Sejak laptopku diharuskan mengganti hard disk dan akhirnya BWOOSSH! Semua draft tulisanku hilang. Tak perlu ditanya mengapa semangat menulisku menjadi redup. Tapi kini, percikan api semangat itu telah dipantik oleh sekumpulan manusia-manusia produktif membaca dan menulis yang tergabung dalam komunitas Asian African Reading Club (AARC).  Dari mereka aku mengerti betapa hidup harus selalu dihantui dahaga akan membaca dan menulis. Karena dua komponen itu sungguh berarti. Aslinya. Sungguh berarti. Dengan membaca kamu mengenal dunia, dan dengan menulis kamu dikenal dunia.

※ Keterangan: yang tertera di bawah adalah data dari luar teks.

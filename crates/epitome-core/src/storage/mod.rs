mod database;
mod destination_repo;
mod retry;
mod source_repo;

pub use database::Database;
pub use destination_repo::DestinationRepository;
pub use source_repo::{Removal, SourceRepository, Subscription};
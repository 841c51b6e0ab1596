use sqlx::sqlite::{
    SqliteConnectOptions, SqliteJournalMode, SqlitePoolOptions, SqliteSynchronous,
};
use sqlx::{Pool, Sqlite};
use std::str::FromStr;
use std::time::Duration;

use crate::config::AppConfig;
use crate::Result;

/// Database connection pool wrapper
#[derive(Clone)]
pub struct Database {
    pool: Pool<Sqlite>,
}

impl Database {
    /// Create a new database connection and run migrations
    pub async fn new(config: &AppConfig) -> Result<Self> {
        let db_path = config.database_path();

        if let Some(parent) = db_path.parent() {
            std::fs::create_dir_all(parent)?;
        }

        let db_url = format!("sqlite:{}", db_path.display());

        tracing::info!("Connecting to database: {}", db_path.display());

        // PRAGMAs are set per connection so every pooled connection shares them
        let options = SqliteConnectOptions::from_str(&db_url)?
            .create_if_missing(true)
            .journal_mode(SqliteJournalMode::Wal)
            .synchronous(SqliteSynchronous::Normal)
            .busy_timeout(Duration::from_secs(10));

        let pool = SqlitePoolOptions::new()
            .max_connections(8)
            .acquire_timeout(Duration::from_secs(10))
            .connect_with(options)
            .await?;

        let db = Self { pool };
        db.run_migrations().await?;

        Ok(db)
    }

    /// Create an in-memory database for testing
    #[cfg(test)]
    pub async fn new_in_memory() -> Result<Self> {
        let pool = SqlitePoolOptions::new()
            .max_connections(1)
            .idle_timeout(None)
            .max_lifetime(None)
            .connect("sqlite::memory:")
            .await?;

        let db = Self { pool };
        db.run_migrations().await?;

        Ok(db)
    }

    async fn run_migrations(&self) -> Result<()> {
        tracing::info!("Running database migrations...");

        for migration in [
            MIGRATION_001_SOURCES,
            MIGRATION_002_DESTINATIONS,
            MIGRATION_003_SOURCE_DESTINATIONS,
            MIGRATION_004_FILTERS,
            MIGRATION_INDEXES,
        ] {
            sqlx::query(migration).execute(&self.pool).await?;
        }

        tracing::info!("Database migrations completed");
        Ok(())
    }

    /// Get the connection pool
    pub fn pool(&self) -> &Pool<Sqlite> {
        &self.pool
    }
}

const MIGRATION_001_SOURCES: &str = r#"
CREATE TABLE IF NOT EXISTS sources (
    id TEXT PRIMARY KEY,
    url TEXT NOT NULL UNIQUE,
    name TEXT NOT NULL,
    cursor_ms INTEGER NOT NULL DEFAULT 0,
    last_fetched_at DATETIME,
    fetch_error TEXT,
    created_at DATETIME NOT NULL DEFAULT CURRENT_TIMESTAMP
)
"#;

const MIGRATION_002_DESTINATIONS: &str = r#"
CREATE TABLE IF NOT EXISTS destinations (
    id TEXT PRIMARY KEY,
    created_at DATETIME NOT NULL DEFAULT CURRENT_TIMESTAMP
)
"#;

const MIGRATION_003_SOURCE_DESTINATIONS: &str = r#"
CREATE TABLE IF NOT EXISTS source_destinations (
    source_id TEXT NOT NULL,
    destination_id TEXT NOT NULL,
    PRIMARY KEY (source_id, destination_id)
)
"#;

const MIGRATION_004_FILTERS: &str = r#"
CREATE TABLE IF NOT EXISTS filters (
    destination_id TEXT NOT NULL,
    name TEXT NOT NULL,
    PRIMARY KEY (destination_id, name)
)
"#;

const MIGRATION_INDEXES: &str = r#"
CREATE INDEX IF NOT EXISTS idx_sources_name ON sources(name);
CREATE INDEX IF NOT EXISTS idx_source_destinations_destination ON source_destinations(destination_id)
"#;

Maka mulai hari ini, terhitung sejak detik jam di dinding kamarmu berdetak (di kamarku tidak. Aku tidak punya jam dinding. Jam di handphone membuatku lupa betapa jam dinding itu sangat diperlukan. Ya, supaya detiknya dapat meramaikan sepinya kamar)
Aku harus kembali menulis.
Bismilllah.



Bandung, 11 Juni 2015
dicekam udara pagi dengan segelas air hangat-hangat kuku sebagai penawarnya.